В связи с тревожными сообщениями о поведении Михаила Шолохова я побывал у него в станице Вёшенской.

Шолохов не поехал в Испанию на Международный конгресс писателей. Он объясняет это „сложностью своего политического положения в Вёшенском районе“.

М. Шолохов до сих пор не сдал ни 4-й книги „Тихого Дона“, ни 2-й книги „Поднятой целины“. Он говорит, что обстановка и условия его жизни в Вёшенском районе лишили его возможности писать.

Мне пришлось прочитать 300 страниц на машинке рукописи IV книги „Тихого Дона“. Удручающее впечатление производит картина разрушения хутора Татарского, смерть Дарьи и Натальи Мелеховых, общий тон разрушения и какой-то безнадежности, лежащей на всех трехстах страницах; в этом мрачном тоне теряется и вспышка патриотизма (против англичан), и гнева против генералов у Григория Мелехова.

М. Шолохов рассказал мне, что в конце концов Григорий Мелехов бросает оружие и борьбу.

— Большевиком же его я делать никак не могу.

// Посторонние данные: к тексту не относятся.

//! Crop survey CLI - simulate ground truth points and validate crop classification.

use clap::Parser;

#[derive(Parser)]
#[command(
    name = "crop-cli",
    version,
    about = "Crop mapping and ground truth validation toolkit"
)]
struct Cli {
    #[command(subcommand)]
    command: crop_cmd::Command,
}

fn main() -> anyhow::Result<()> {
    env_logger::init();
    let cli = Cli::parse();
    crop_cmd::run(cli.command)
}
use serde_json::{json, Value};

use super::{collapse_or, field, or_default};
use crate::forms::ArticleForm;

/// Article, NewsArticle or BlogPosting. Image rows are emitted unpruned.
pub fn map_article(form: &ArticleForm) -> Value {
    let images: Vec<Value> = form.images.values().map(|url| json!(field(url))).collect();

    json!({
        "@context": "https://schema.org",
        "@type": or_default(&form.article_type, "Article"),
        "headline": field(&form.headline),
        "image": collapse_or(images, json!([])),
        "author": {
            "@type": field(&form.author_type),
            "name": field(&form.author_name),
        },
        "publisher": {
            "@type": "Organization",
            "name": field(&form.publisher_name),
            "logo": {
                "@type": "ImageObject",
                "url": field(&form.publisher_logo),
            },
        },
        "datePublished": field(&form.date_published),
    })
}
//! # ldforge - schema.org JSON-LD authoring engine
//!
//! ldforge turns structured-data form input into a schema.org JSON-LD
//! `<script>` block, ready to paste into a page's `<head>`.
//!
//! ## Features
//!
//! - **11 Schema Types**: Article, Breadcrumb, Event, FAQ, HowTo, JobPosting,
//!   LocalBusiness, Person, Video, Website, Recipe
//! - **Repeatable Rows**: never-reused row ids with per-section floors
//! - **Social Profiles**: one platform per row, most recent assignment wins
//! - **Validation**: lenient (log and generate) or strict (refuse) policies
//! - **Live Preview**: debounced refresh and copy-to-clipboard feedback
//! - **Form Files**: JSON, YAML or TOML, single files or whole directories
//!
//! ## Quick Start
//!
//! ```rust,no_run
//! use ldforge::forms::{load_form_state, FormState};
//! use ldforge::mapper::SchemaMapper;
//!
//! fn main() -> anyhow::Result<()> {
//!     let state: FormState = load_form_state("event.yaml".as_ref())?;
//!     let script = SchemaMapper::default().render(&state)?;
//!     println!("{}", script);
//!     Ok(())
//! }
//! ```
//!
//! ## Architecture
//!
//! - **Domain**: schema types, row lists, social profiles, option catalogues
//! - **Forms**: the in-memory form state and its file formats
//! - **Mapper**: one pure generator per schema type
//! - **Validation**: required fields and field formats per form
//! - **Preview / Session**: rendering, debounce and clipboard export
//! - **Config**: settings from file, environment and CLI

pub mod cli;
pub mod commands;
pub mod config;
pub mod domain;
pub mod error;
pub mod forms;
pub mod mapper;
pub mod preview;
pub mod session;
pub mod validation;

pub use domain::SchemaType;
pub use error::{ExportError, FormLoadError, GenerateError, GenerateResult};
pub use forms::FormState;
pub use mapper::SchemaMapper;
pub use session::AuthoringSession;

Какова же Вёшенская обстановка у Шолохова? Три месяца тому назад арестован б. секретарь Вёшенского райкома ВКП(б) Луговой — самый близкий политический и личный друг Шолохова. Ранее и позднее арестована группа работников района (б. зав. РайЗО Красюков, б. пред. РИКа Логачев и другие) — все они обвиняются в принадлежности к контрреволюционной троцкистской организации.

М. Шолохов прямо мне заявил:

— Я не верю в виновность Лугового, и если его осудят, значит, и я виноват, и меня осудят. Ведь мы вместе все делали в районе.

Вспоминая о Луговом, он находил в нем только положительные черты; особенно восхвалял ту страсть, с которой Луговой боролся против врагов народа Шеболдаева, Ларина и их приспешников.

С большим раздражением, граничащим со злобой, говорил М. Шолохов:

— Я еще не знаю, как передо мной обернутся нынешние работники края. Приезжал вот 2-й секретарь — Иванов Иван Ульяныч, два дня жил, вместе водку пили, разговаривали;

как он хорошо говорил. Я уже думал, что он крепче Евдокимова, а вот он врагом народа оказался, арестован сейчас! Смотри, что делается! Гнали нас с севом, с уборкой, а сами хлеб в Базках гноят. Десятки тысяч пудов гниют под открытым небом!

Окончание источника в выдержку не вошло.